- Genre: Legal drama Comedy drama
- Created by: Michael Sardo
- Starring: Sarah Shahi Michael Trucco Virginia Williams Baron Vaughn Ryan Johnson
- Opening theme: "The Yellow Brick Road Song" by Iyeoka (season 1)
- Ending theme: "The Yellow Brick Road Song" (season 1)
- Composer: Mateo Messina
- Country of origin: United States
- Original language: English
- No. of seasons: 2
- No. of episodes: 23

Production
- Executive producers: Peter Ocko Michael Sardo Steve Stark Russ Buchholz Anton Cropper
- Producers: Drew Matich Clara George
- Production locations: Vancouver, British Columbia, Canada San Francisco
- Running time: 44 minutes
- Production companies: Universal Cable Productions Garfield St. Productions (season 1) Steve Stark Productions (season 1) Ocko & Company (season 2)

Original release
- Network: USA Network
- Release: January 20, 2011 – June 15, 2012

= Fairly Legal =

2011-2012 American legal comedy-drama television series

Fairly Legal is an American legal comedy-drama television series which aired on USA Network from January 20, 2011, to June 15, 2012. The series starred Sarah Shahi, Michael Trucco, Virginia Williams, Baron Vaughn, and Ryan Johnson. USA Network canceled the show on November 1, 2012, after two seasons, due to low ratings.

==Overview==
Fairly Legal stars Sarah Shahi as Kate Reed, a young woman who changes her profession from lawyer to mediator and works at the San Francisco law firm her father started. As the series opens, Kate's father has just died, leaving his young widow Lauren in charge as Kate and the firm adjust to the loss.
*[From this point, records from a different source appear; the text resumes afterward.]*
use async_std::net::{Shutdown, SocketAddr, TcpStream};
use async_std::prelude::*;
use async_std::task;

use rawhttp::config::ServerConfig;
use rawhttp::net::server::Server;

async fn start() -> SocketAddr {
    let config = ServerConfig {
        port: 0,
        ..ServerConfig::default()
    };
    let server = Server::bind(config).await.unwrap();
    let addr = server.local_addr().unwrap();
    task::spawn(server.run());
    addr
}

async fn exchange(addr: SocketAddr, parts: &[&[u8]], close_write: bool) -> String {
    let mut stream = TcpStream::connect(addr).await.unwrap();
    for part in parts {
        stream.write_all(part).await.unwrap();
        task::sleep(std::time::Duration::from_millis(5)).await;
    }
    if close_write {
        stream.shutdown(Shutdown::Write).unwrap();
    }
    let mut out = String::new();
    stream.read_to_string(&mut out).await.unwrap();
    out
}

#[async_std::test]
async fn serves_request_split_across_writes() {
    let addr = start().await;
    let parts: &[&[u8]] = &[b"GET /your", b"problem HTTP/1.1\r\nHo", b"st: x\r\n\r\n"];
    let res = exchange(addr, parts, false).await;

    assert!(res.starts_with("HTTP/1.1 400 Bad Request\r\n"));
    assert!(res.contains("\r\nConnection: close\r\n"));
    assert!(res.ends_with("</html>"));
}

#[async_std::test]
async fn streams_chunked_body() {
    let addr = start().await;
    let res = exchange(addr, &[b"GET /stream/3 HTTP/1.1\r\nHost: x\r\n\r\n"], false).await;

    assert!(res.starts_with("HTTP/1.1 200 OK\r\n"));
    let (head, _) = res.split_once("\r\n\r\n").unwrap();
    assert!(!head.contains("\r\nContent-Length:"));
    assert!(res.contains("\r\n7\r\nline 2\n\r\n0\r\nX-Content-Sha256: "));
    assert!(res.ends_with("X-Content-Length: 21\r\n\r\n"));
}

#[async_std::test]
async fn lowercase_method_is_answered_with_400() {
    let addr = start().await;
    let res = exchange(addr, &[b"get / HTTP/1.1\r\n\r\n"], false).await;

    assert!(res.starts_with("HTTP/1.1 400 Bad Request\r\n"));
    assert!(res.ends_with(
        "error parsing request: method should only contain uppercase letters: \"get\"\n"
    ));
}

#[async_std::test]
async fn early_close_is_an_incomplete_request() {
    let addr = start().await;
    let res = exchange(addr, &[b"GET / HTTP/1.1\r\nHost: x\r\n"], true).await;

    assert!(res.starts_with("HTTP/1.1 400 Bad Request\r\n"));
    assert!(res.ends_with(
        "error parsing request: reached end of input before request was complete\n"
    ));
}
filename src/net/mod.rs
pub mod server;
//! Bearer-token auth gate.
//!
//! Issues HS256-signed tokens carrying the account id and a short expiry,
//! and validates them on every protected request. Validation fails closed:
//! a missing, malformed, unsigned, or expired token is rejected with 401,
//! never partially trusted.

use axum::{
    extract::{Request, State},
    http::header::AUTHORIZATION,
    middleware::Next,
    response::Response,
};
use chrono::{Duration, Utc};
use jsonwebtoken::{DecodingKey, EncodingKey, Header, Validation, decode, encode};
use serde::{Deserialize, Serialize};
use std::sync::Arc;
use uuid::Uuid;

use crate::app::AppState;
use crate::error::AppError;
use crate::users::{self, User};

/// JWT claims.
#[derive(Debug, Clone, Serialize, Deserialize)]
pub struct Claims {
    /// Account id, as a string per JWT convention.
    pub sub: String,
    /// Unique token id.
    pub jti: String,
    /// Issued-at, epoch seconds.
    pub iat: i64,
    /// Expiry, epoch seconds.
    pub exp: i64,
}

/// The authenticated account, inserted into request extensions by
/// [`require_auth`] and read by protected handlers.
#[derive(Debug, Clone)]
pub struct CurrentUser(pub User);

/// Signs a token for the given account, expiring `ttl_minutes` from now.
pub fn issue_token(secret: &str, ttl_minutes: i64, user_id: i64) -> Result<String, AppError> {
    let now = Utc::now();
    let claims = Claims {
        sub: user_id.to_string(),
        jti: Uuid::new_v4().to_string(),
        iat: now.timestamp(),
        exp: (now + Duration::minutes(ttl_minutes)).timestamp(),
    };

    encode(
        &Header::default(),
        &claims,
        &EncodingKey::from_secret(secret.as_bytes()),
    )
    .map_err(|e| AppError::Internal(format!("token signing failed: {}", e)))
}

/// Validates signature and expiry; any failure maps to `Unauthorized`.
pub fn decode_token(secret: &str, token: &str) -> Result<Claims, AppError> {
    let mut validation = Validation::default();
    // No leeway: a token expired by one second is expired.
    validation.leeway = 0;

    decode::<Claims>(
        token,
        &DecodingKey::from_secret(secret.as_bytes()),
        &validation,
    )
    .map(|data| data.claims)
    .map_err(|_| AppError::Unauthorized("Invalid or expired token".to_string()))
}

/// Authentication middleware for all protected routes.
///
/// Reads `Authorization: Bearer <token>`, validates the token, resolves it
/// to an existing active account, and inserts [`CurrentUser`] into the
/// request extensions before passing the request on.
pub async fn require_auth(
    State(state): State<Arc<AppState>>,
    mut request: Request,
    next: Next,
) -> Result<Response, AppError> {
    let token = request
        .headers()
        .get(AUTHORIZATION)
        .and_then(|value| value.to_str().ok())
        .and_then(|value| value.strip_prefix("Bearer "))
        .ok_or_else(|| AppError::Unauthorized("Not authenticated".to_string()))?;

    let claims = decode_token(&state.config.jwt_secret, token)?;
    let user_id: i64 = claims
        .sub
        .parse()
        .map_err(|_| AppError::Unauthorized("Invalid or expired token".to_string()))?;

    let user = {
        let conn = state.db.lock().unwrap();
        users::find_by_id(&conn, user_id)?
    };

    let user = match user {
        Some(user) if user.is_active => user,
        _ => {
            log::warn!("token resolved to missing or inactive user_id={}", user_id);
            return Err(AppError::Unauthorized(
                "Invalid or expired token".to_string(),
            ));
        }
    };

    request.extensions_mut().insert(CurrentUser(user));
    Ok(next.run(request).await)
}
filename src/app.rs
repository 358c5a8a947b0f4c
use axum::{
    Json, Router, middleware,
    extract::{Query, Request},
    http::{Method, header},
    middleware::Next,
    response::Response,
    routing::{get, post},
};
use rusqlite::Connection;
use serde::Deserialize;
use std::sync::{Arc, Mutex};
use std::time::Instant;
use tokio::net::TcpListener;
use tower_http::cors::{Any, CorsLayer};

use crate::auth;
use crate::calculations;
use crate::config::Config;
use crate::db;
use crate::error::AppError;
use crate::operations::{Operation, evaluate};
use crate::stats;
use crate::users;

/// Shared application state: one SQLite connection behind a mutex plus the
/// loaded configuration. Each request is a short-lived unit of work; all
/// cross-request consistency is delegated to SQLite.
pub struct AppState {
    pub db: Mutex<Connection>,
    pub config: Config,
}

impl AppState {
    /// Opens the configured database file and wraps it in shared state.
    pub fn new(config: Config) -> Result<Arc<Self>, AppError> {
        let conn = db::open_db(&config.database_path)?;
        Ok(Self::with_connection(conn, config))
    }

    /// Wraps an already-open connection; tests use this with an in-memory
    /// database.
    pub fn with_connection(conn: Connection, config: Config) -> Arc<Self> {
        Arc::new(Self {
            db: Mutex::new(conn),
            config,
        })
    }
}

#[derive(Deserialize)]
struct CalcQuery {
    op: String,
    a: f64,
    b: f64,
}

/// Builds the full router: public auth/quick-calc routes plus the
/// bearer-gated resource routes.
pub fn router(state: Arc<AppState>) -> Router {
    let cors = CorsLayer::new()
        .allow_origin(Any)
        .allow_methods([
            Method::GET,
            Method::POST,
            Method::PUT,
            Method::DELETE,
            Method::OPTIONS,
        ])
        .allow_headers([header::CONTENT_TYPE, header::AUTHORIZATION]);

    let protected = Router::new()
        .route(
            "/calculations",
            get(calculations::handle_browse).post(calculations::handle_add),
        )
        .route(
            "/calculations/:id",
            get(calculations::handle_read)
                .put(calculations::handle_edit)
                .delete(calculations::handle_delete),
        )
        .route(
            "/profile/me",
            get(users::handle_get_profile).put(users::handle_update_profile),
        )
        .route(
            "/profile/change-password",
            post(users::handle_change_password),
        )
        .route("/dashboard/stats", get(stats::handle_dashboard_stats))
        .route_layer(middleware::from_fn_with_state(
            state.clone(),
            auth::require_auth,
        ));

    Router::new()
        .route("/health", get(health))
        .route("/calc", get(quick_calc))
        .route("/users/register", post(users::handle_register))
        .route("/users/login", post(users::handle_login))
        .merge(protected)
        .layer(middleware::from_fn(log_requests))
        .layer(cors)
        .with_state(state)
}

/// Starts the server with configuration from the environment.
pub async fn run() -> Result<(), Box<dyn std::error::Error>> {
    let config = Config::load();
    let addr = config.bind_addr.clone();
    let state = AppState::new(config)?;
    let app = router(state);

    let listener = TcpListener::bind(&addr).await?;
    log::info!("listening on http://{}", addr);
    axum::serve(listener, app).await?;

    Ok(())
}

async fn health() -> Json<serde_json::Value> {
    Json(serde_json::json!({ "status": "ok" }))
}

/// Unauthenticated one-shot calculation, e.g. `/calc?op=div&a=10&b=4`.
/// Exercises the evaluator without an account or persistence.
async fn quick_calc(Query(query): Query<CalcQuery>) -> Result<Json<serde_json::Value>, AppError> {
    let op = Operation::parse(&query.op)
        .ok_or_else(|| AppError::BusinessRule("Unsupported operation".to_string()))?;
    let result = evaluate(query.a, query.b, op)?;
    Ok(Json(serde_json::json!({
        "op": op.as_str(),
        "result": result,
    })))
}

/// Logs every request with its status and elapsed time.
async fn log_requests(request: Request, next: Next) -> Response {
    let method = request.method().clone();
    let path = request.uri().path().to_string();
    let start = Instant::now();

    let response = next.run(request).await;

    log::info!(
        "{} {} -> {} in {:.2} ms",
        method,
        path,
        response.status().as_u16(),
        start.elapsed().as_secs_f64() * 1000.0
    );
    response
}
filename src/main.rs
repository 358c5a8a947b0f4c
use calcboard::app;

/// Main entry point for the calculator web service.
///
/// Initializes logging, loads configuration from the environment, and runs
/// the HTTP server until it is stopped.
#[tokio::main]
async fn main() -> Result<(), Box<dyn std::error::Error>> {
    env_logger::init();

    app::run().await
}
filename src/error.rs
use axum::{
    http::StatusCode,
    response::{IntoResponse, Response},
    Json,
};
use serde_json::json;
use thiserror::Error;

use crate::operations::EvalError;

/// Application-level error taxonomy.
///
/// Every failure path in the service maps onto one of these variants, and
/// every variant maps onto exactly one HTTP status:
///
/// * `Validation` - malformed input shape, 422
/// * `BusinessRule` - zero divisors, duplicate email/username, password
///   rules, 400
/// * `Unauthorized` - missing/invalid/expired token or bad credentials, 401
/// * `NotFound` - missing *or not-owned* resource, 404 (deliberately
///   indistinguishable from "forbidden" so existence never leaks)
/// * `Internal` - anything unexpected, 500 with a generic body
#[derive(Error, Debug)]
pub enum AppError {
    #[error("{0}")]
    Validation(String),

    #[error("{0}")]
    BusinessRule(String),

    #[error("{0}")]
    Unauthorized(String),

    #[error("{0}")]
    NotFound(String),

    #[error("Internal error: {0}")]
    Internal(String),
}

impl From<rusqlite::Error> for AppError {
    fn from(err: rusqlite::Error) -> Self {
        AppError::Internal(err.to_string())
    }
}

impl From<EvalError> for AppError {
    fn from(err: EvalError) -> Self {
        AppError::BusinessRule(err.to_string())
    }
}

impl IntoResponse for AppError {
    fn into_response(self) -> Response {
        let (status, detail) = match &self {
            AppError::Validation(msg) => (StatusCode::UNPROCESSABLE_ENTITY, msg.clone()),
            AppError::BusinessRule(msg) => (StatusCode::BAD_REQUEST, msg.clone()),
            AppError::Unauthorized(msg) => (StatusCode::UNAUTHORIZED, msg.clone()),
            AppError::NotFound(msg) => (StatusCode::NOT_FOUND, msg.clone()),
            AppError::Internal(msg) => {
                log::error!("internal error: {}", msg);
                (
                    StatusCode::INTERNAL_SERVER_ERROR,
                    "Internal Server Error".to_string(),
                )
            }
        };

        (status, Json(json!({ "detail": detail }))).into_response()
    }
}
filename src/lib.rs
/*!
# calcboard

A JWT-gated calculator REST service built in Rust.

## Overview

calcboard is a small CRUD web application: users register and log in,
create arithmetic calculations over an authenticated REST API, manage
their profile and password, and read a usage-statistics dashboard. Every
calculation is owned by exactly one account and is invisible to everyone
else.

## Architecture

The application follows a request-per-call model over a shared SQLite
database:

### HTTP Layer
- **Technologies**: axum, tokio, tower-http
- **Key Components**:
  - Router - Public auth routes plus bearer-gated resource routes
  - Auth middleware - Validates bearer tokens and resolves the account
  - Request logger - Method/path/status/elapsed for every request

### Domain Layer
- **Core Components**:
  - Operation Evaluator - Pure arithmetic over six operation tags
  - Account Store - Registration, lookup, profile and password updates
  - Calculation Record Store - Owner-scoped BREAD over calculation rows
  - Statistics Aggregator - Per-account totals, breakdown, mean result

### Persistence Layer
- SQLite through rusqlite with explicit SQL and prepared statements
- Foreign keys on; ownership enforced by `WHERE user_id = ?` on every
  calculation query
- In-memory databases back the test suites

## Key Invariants

- A calculation's result is always recomputed server-side from
  `(a, b, operation)`; a client-supplied result is never stored
- A record owned by another account is indistinguishable from a
  nonexistent one (404, never 403)
- Passwords are stored only as Argon2 hashes
- Token validation fails closed; expired or malformed tokens are rejected
  uniformly with 401

## Modules

- **operations**: the operation enum and the pure evaluator
- **users**: account store, password hashing, auth/profile handlers
- **auth**: token issue/validation and the bearer middleware
- **calculations**: owner-scoped record store and BREAD handlers
- **stats**: dashboard statistics aggregation
- **db**: SQLite bootstrap and schema
- **config**: environment-driven configuration
- **error**: the error taxonomy and its HTTP mapping
- **app**: state, routing and server startup

## REST API Endpoints

- `POST /users/register`, `POST /users/login`
- `GET|POST /calculations`, `GET|PUT|DELETE /calculations/{id}`
- `GET|PUT /profile/me`, `POST /profile/change-password`
- `GET /dashboard/stats`
- `GET /health`, `GET /calc` (unauthenticated quick calculation)
*/

pub mod app;
pub mod auth;
pub mod calculations;
pub mod config;
pub mod db;
pub mod error;
pub mod operations;
pub mod stats;
pub mod users;

pub use error::AppError;
pub use operations::{EvalError, Operation, evaluate};
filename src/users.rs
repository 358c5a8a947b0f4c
use argon2::{
    Argon2,
    password_hash::{PasswordHash, PasswordHasher, PasswordVerifier, SaltString, rand_core::OsRng},
};
use axum::{
    Json,
    extract::{Extension, State},
    http::StatusCode,
};
use lazy_static::lazy_static;
use regex::Regex;
use rusqlite::{Connection, OptionalExtension, params};
use serde::{Deserialize, Serialize};
use std::sync::Arc;

use crate::app::AppState;
use crate::auth::{self, CurrentUser};
use crate::db::now_ms;
use crate::error::AppError;

/// A registered account row.
///
/// The password is stored only as an Argon2 hash; plaintext is discarded
/// immediately after hashing and never leaves the register/login/change
/// handlers.
#[derive(Debug, Clone)]
pub struct User {
    /// Stable account identifier.
    pub id: i64,

    /// Email address (unique).
    pub email: String,

    /// Username (unique).
    pub username: String,

    /// Argon2 hash of the user's password.
    pub password_hash: String,

    /// Inactive accounts cannot log in or use tokens.
    pub is_active: bool,

    /// Creation timestamp in epoch milliseconds.
    pub created_at: i64,
}

/// Public view of an account, safe for client responses (no hash).
#[derive(Debug, Serialize, Deserialize)]
pub struct UserResponse {
    pub id: i64,
    pub email: String,
    pub username: String,
    pub is_active: bool,
}

impl From<&User> for UserResponse {
    fn from(user: &User) -> Self {
        Self {
            id: user.id,
            email: user.email.clone(),
            username: user.username.clone(),
            is_active: user.is_active,
        }
    }
}

/// Registration form data.
#[derive(Debug, Serialize, Deserialize)]
pub struct RegisterRequest {
    pub email: String,
    pub username: String,
    /// Password in plaintext (only transmitted, never stored).
    pub password: String,
}

/// Login form data. The identifier may be an email or a username.
#[derive(Debug, Serialize, Deserialize)]
pub struct LoginRequest {
    pub username_or_email: String,
    pub password: String,
}

/// Profile update form data; at least one field must be provided.
#[derive(Debug, Default, Serialize, Deserialize)]
pub struct ProfileUpdateRequest {
    #[serde(default)]
    pub email: Option<String>,
    #[serde(default)]
    pub username: Option<String>,
}

/// Password change form data for an authenticated user.
#[derive(Debug, Serialize, Deserialize)]
pub struct PasswordChangeRequest {
    pub current_password: String,
    pub new_password: String,
}

/// Successful login payload: the signed bearer token plus the account.
#[derive(Debug, Serialize, Deserialize)]
pub struct TokenResponse {
    pub access_token: String,
    pub token_type: String,
    pub user: UserResponse,
}

lazy_static! {
    static ref EMAIL_REGEX: Regex = Regex::new(r"^[^@\s]+@[^@\s]+\.[^@\s]+$").unwrap();
}

impl RegisterRequest {
    /// Shape validation, run before any business logic.
    pub fn validate(&self) -> Result<(), AppError> {
        if self.email.is_empty() || self.username.is_empty() || self.password.is_empty() {
            return Err(AppError::Validation(
                "Username, email and password cannot be empty".to_string(),
            ));
        }
        if !EMAIL_REGEX.is_match(&self.email) {
            return Err(AppError::Validation("Invalid email address".to_string()));
        }
        Ok(())
    }
}

impl ProfileUpdateRequest {
    /// Requires at least one field; provided fields must be well-formed.
    pub fn validate(&self) -> Result<(), AppError> {
        let email_given = self.email.as_deref().is_some_and(|e| !e.is_empty());
        let username_given = self.username.as_deref().is_some_and(|u| !u.is_empty());
        if !email_given && !username_given {
            return Err(AppError::BusinessRule(
                "At least one field (email or username) must be provided".to_string(),
            ));
        }
        if let Some(email) = self.email.as_deref() {
            if !email.is_empty() && !EMAIL_REGEX.is_match(email) {
                return Err(AppError::Validation("Invalid email address".to_string()));
            }
        }
        Ok(())
    }
}

impl PasswordChangeRequest {
    /// New-password rules: at least 6 characters and different from the
    /// current one. The current password itself is verified against the
    /// stored hash in the handler.
    pub fn validate(&self) -> Result<(), AppError> {
        if self.new_password.len() < 6 {
            return Err(AppError::BusinessRule(
                "New password must be at least 6 characters long".to_string(),
            ));
        }
        if self.new_password == self.current_password {
            return Err(AppError::BusinessRule(
                "New password must be different from current password".to_string(),
            ));
        }
        Ok(())
    }
}

/// Hash a password using Argon2
///
/// Creates a cryptographically secure hash of a password using Argon2id.
///
/// # Arguments
/// * `password` - The plaintext password to hash
///
/// # Returns
/// * `Result<String, AppError>` - The password hash or an error
pub fn hash_password(password: &str) -> Result<String, AppError> {
    let salt = SaltString::generate(&mut OsRng);
    let argon2 = Argon2::default();

    match argon2.hash_password(password.as_bytes(), &salt) {
        Ok(hash) => Ok(hash.to_string()),
        Err(_) => Err(AppError::Internal("Password hashing failed".to_string())),
    }
}

/// Verify a password against a stored hash
///
/// Checks if a plaintext password matches a stored Argon2 hash.
///
/// # Arguments
/// * `password` - The plaintext password to verify
/// * `hash` - The stored password hash to check against
///
/// # Returns
/// * `Result<bool, AppError>` - True if the password matches, false if not,
///   or an error if the hash is in an invalid format
pub fn verify_password(password: &str, hash: &str) -> Result<bool, AppError> {
    let parsed_hash = match PasswordHash::new(hash) {
        Ok(hash) => hash,
        Err(_) => {
            return Err(AppError::Internal(
                "Invalid password hash format".to_string(),
            ));
        }
    };

    match Argon2::default().verify_password(password.as_bytes(), &parsed_hash) {
        Ok(_) => Ok(true),
        Err(_) => Ok(false), // Password didn't match
    }
}

fn row_to_user(row: &rusqlite::Row<'_>) -> rusqlite::Result<User> {
    Ok(User {
        id: row.get("id")?,
        email: row.get("email")?,
        username: row.get("username")?,
        password_hash: row.get("password_hash")?,
        is_active: row.get::<_, i64>("is_active")? != 0,
        created_at: row.get("created_at")?,
    })
}

const USER_COLUMNS: &str = "id, email, username, password_hash, is_active, created_at";

pub fn find_by_id(conn: &Connection, id: i64) -> Result<Option<User>, AppError> {
    let user = conn
        .query_row(
            &format!("SELECT {USER_COLUMNS} FROM users WHERE id = ?1"),
            [id],
            row_to_user,
        )
        .optional()?;
    Ok(user)
}

pub fn find_by_email(conn: &Connection, email: &str) -> Result<Option<User>, AppError> {
    let user = conn
        .query_row(
            &format!("SELECT {USER_COLUMNS} FROM users WHERE email = ?1"),
            [email],
            row_to_user,
        )
        .optional()?;
    Ok(user)
}

pub fn find_by_username(conn: &Connection, username: &str) -> Result<Option<User>, AppError> {
    let user = conn
        .query_row(
            &format!("SELECT {USER_COLUMNS} FROM users WHERE username = ?1"),
            [username],
            row_to_user,
        )
        .optional()?;
    Ok(user)
}

/// Look up an account by email or username. Email is tried first, then
/// username, matching the login contract.
pub fn find_by_identifier(conn: &Connection, identifier: &str) -> Result<Option<User>, AppError> {
    if let Some(user) = find_by_email(conn, identifier)? {
        return Ok(Some(user));
    }
    find_by_username(conn, identifier)
}

/// Register a new user
///
/// Creates a new account with the provided email, username, and password.
/// The password is hashed before storage.
///
/// # Errors
/// * `BusinessRule` if the email or username is already in use
pub fn create_user(
    conn: &Connection,
    email: &str,
    username: &str,
    password: &str,
) -> Result<User, AppError> {
    if find_by_email(conn, email)?.is_some() {
        return Err(AppError::BusinessRule(
            "Email already registered".to_string(),
        ));
    }
    if find_by_username(conn, username)?.is_some() {
        return Err(AppError::BusinessRule("Username already taken".to_string()));
    }

    let password_hash = hash_password(password)?;
    conn.execute(
        "INSERT INTO users (email, username, password_hash, is_active, created_at)
         VALUES (?1, ?2, ?3, 1, ?4)",
        params![email, username, password_hash, now_ms()],
    )?;

    let id = conn.last_insert_rowid();
    log::info!("registered user id={} username={}", id, username);
    find_by_id(conn, id)?
        .ok_or_else(|| AppError::Internal("registered user vanished".to_string()))
}

/// Update username and/or email for an account.
///
/// Each provided field is independently checked for uniqueness against all
/// *other* accounts; setting a field to its current value is allowed.
pub fn update_profile(
    conn: &Connection,
    user_id: i64,
    update: &ProfileUpdateRequest,
) -> Result<User, AppError> {
    let new_email = update.email.as_deref().filter(|e| !e.is_empty());
    let new_username = update.username.as_deref().filter(|u| !u.is_empty());

    if let Some(email) = new_email {
        if let Some(existing) = find_by_email(conn, email)? {
            if existing.id != user_id {
                log::warn!("profile update failed: email {} already exists", email);
                return Err(AppError::BusinessRule(
                    "Email already registered".to_string(),
                ));
            }
        }
    }
    if let Some(username) = new_username {
        if let Some(existing) = find_by_username(conn, username)? {
            if existing.id != user_id {
                log::warn!("profile update failed: username {} already exists", username);
                return Err(AppError::BusinessRule("Username already taken".to_string()));
            }
        }
    }

    let changed = conn.execute(
        "UPDATE users
         SET email = COALESCE(?2, email),
             username = COALESCE(?3, username)
         WHERE id = ?1",
        params![user_id, new_email, new_username],
    )?;
    if changed == 0 {
        return Err(AppError::NotFound("User not found".to_string()));
    }

    log::info!("profile updated for user_id={}", user_id);
    find_by_id(conn, user_id)?
        .ok_or_else(|| AppError::Internal("updated user vanished".to_string()))
}

/// Replace an account's password hash.
pub fn update_password(conn: &Connection, user_id: i64, new_hash: &str) -> Result<(), AppError> {
    let changed = conn.execute(
        "UPDATE users SET password_hash = ?2 WHERE id = ?1",
        params![user_id, new_hash],
    )?;
    if changed == 0 {
        return Err(AppError::NotFound("User not found".to_string()));
    }
    log::info!("password changed for user_id={}", user_id);
    Ok(())
}

// Web handlers below.

/// Handle user registration
///
/// # Returns
/// * `201` with the created account, or `400`/`422` on duplicate or
///   malformed input
pub async fn handle_register(
    State(state): State<Arc<AppState>>,
    Json(req): Json<RegisterRequest>,
) -> Result<(StatusCode, Json<UserResponse>), AppError> {
    req.validate()?;
    let conn = state.db.lock().unwrap();
    let user = create_user(&conn, &req.email, &req.username, &req.password)?;
    Ok((StatusCode::CREATED, Json(UserResponse::from(&user))))
}

/// Handle user login
///
/// Verifies credentials against either email or username and issues a
/// signed bearer token carrying the account id and a 30-minute expiry.
///
/// # Returns
/// * `200` with the token, or `401` on invalid credentials (the response
///   never distinguishes unknown identifier from wrong password)
pub async fn handle_login(
    State(state): State<Arc<AppState>>,
    Json(req): Json<LoginRequest>,
) -> Result<Json<TokenResponse>, AppError> {
    let conn = state.db.lock().unwrap();
    let user = find_by_identifier(&conn, &req.username_or_email)?;

    let user = match user {
        Some(user) if user.is_active && verify_password(&req.password, &user.password_hash)? => {
            user
        }
        _ => {
            log::warn!("failed login for identifier={}", req.username_or_email);
            return Err(AppError::Unauthorized("Invalid credentials".to_string()));
        }
    };

    let access_token = auth::issue_token(
        &state.config.jwt_secret,
        state.config.token_ttl_minutes,
        user.id,
    )?;
    log::info!("login ok for user_id={}", user.id);

    Ok(Json(TokenResponse {
        access_token,
        token_type: "bearer".to_string(),
        user: UserResponse::from(&user),
    }))
}

/// `GET /profile/me` - the authenticated account's profile.
pub async fn handle_get_profile(
    Extension(CurrentUser(user)): Extension<CurrentUser>,
) -> Json<UserResponse> {
    Json(UserResponse::from(&user))
}

/// `PUT /profile/me` - update username and/or email.
pub async fn handle_update_profile(
    State(state): State<Arc<AppState>>,
    Extension(CurrentUser(user)): Extension<CurrentUser>,
    Json(req): Json<ProfileUpdateRequest>,
) -> Result<Json<UserResponse>, AppError> {
    req.validate()?;
    let conn = state.db.lock().unwrap();
    let updated = update_profile(&conn, user.id, &req)?;
    Ok(Json(UserResponse::from(&updated)))
}

/// `POST /profile/change-password`
///
/// Requires re-verification of the current password. Outstanding tokens
/// are not revoked; they stay valid until their natural expiry and the
/// client is expected to discard its token and log in again.
pub async fn handle_change_password(
    State(state): State<Arc<AppState>>,
    Extension(CurrentUser(user)): Extension<CurrentUser>,
    Json(req): Json<PasswordChangeRequest>,
) -> Result<Json<serde_json::Value>, AppError> {
    req.validate()?;

    if !verify_password(&req.current_password, &user.password_hash)? {
        log::warn!(
            "password change failed: incorrect current password for user_id={}",
            user.id
        );
        return Err(AppError::Unauthorized(
            "Current password is incorrect".to_string(),
        ));
    }

    let new_hash = hash_password(&req.new_password)?;
    let conn = state.db.lock().unwrap();
    update_password(&conn, user.id, &new_hash)?;

    Ok(Json(serde_json::json!({
        "message": "Password changed successfully. Please login again with your new password."
    })))
}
Kate and Lauren, who are approximately the same age, generally engage in comical banter while attempting to work together, and the development of their relationship is a central focus of the series. According to Shahi, the characters "take a couple steps forward and then take gigantic leaps back". She has also stated that their history divides them at certain times, and bonds them at others. "At the end of the day, they would give the shirt off of their backs to help the other person, because they are family".

==Cast and characters==

===Main===
- Sarah Shahi as Kate Reed: A top lawyer at her father's firm who, after realizing her own ethical conflict with her profession, becomes an Evaluative Mediator.
- Michael Trucco as Justin Patrick: Kate's estranged, and later former, husband, Assistant District Attorney of San Francisco. They continue an on-off relationship, that continues throughout the run of the show.
- Virginia Williams as Lauren Reed: Kate's new boss and stepmother. Kate assumes that Lauren's coldness following her husband's death is proof of heartlessness, but Lauren explains that she is simply doing what is necessary to keep the firm from disintegrating in his absence. When Kate mocks her ability to be the boss, Lauren reveals she was actually running the firm in the last few years of her husband's life. Kate doesn't believe it at first, but Lauren does her best to keep the firm afloat after several of their clients go bankrupt.
- Ryan Johnson as Ben Grogan (season 2): Kate's partner and nemesis at Reed & Reed; he is a former ambulance chaser who loves money and winning. Later, he begins to partner more with Kate and becomes a potential love interest.
- Baron Vaughn as Leonardo "Leo" Prince: Kate's assistant. Enthusiastic, resourceful, and a passionate fantasy gamer. He has a knack for keeping the at-times flighty Kate out of trouble with clients and Lauren.

===Recurring===
- Richard Dean Anderson as David Smith: A man with many secrets who enters Kate's life after the death of her father.
- Ethan Embry as Spencer: Kate's brother, who was formerly a lawyer at the family firm. Spencer is now a stay-at-home father while his wife Terry works.
- Gerald McRaney as Judge David Nicastro: a judge who dislikes Kate for her turning to mediation, but uses her to mediate some of his cases.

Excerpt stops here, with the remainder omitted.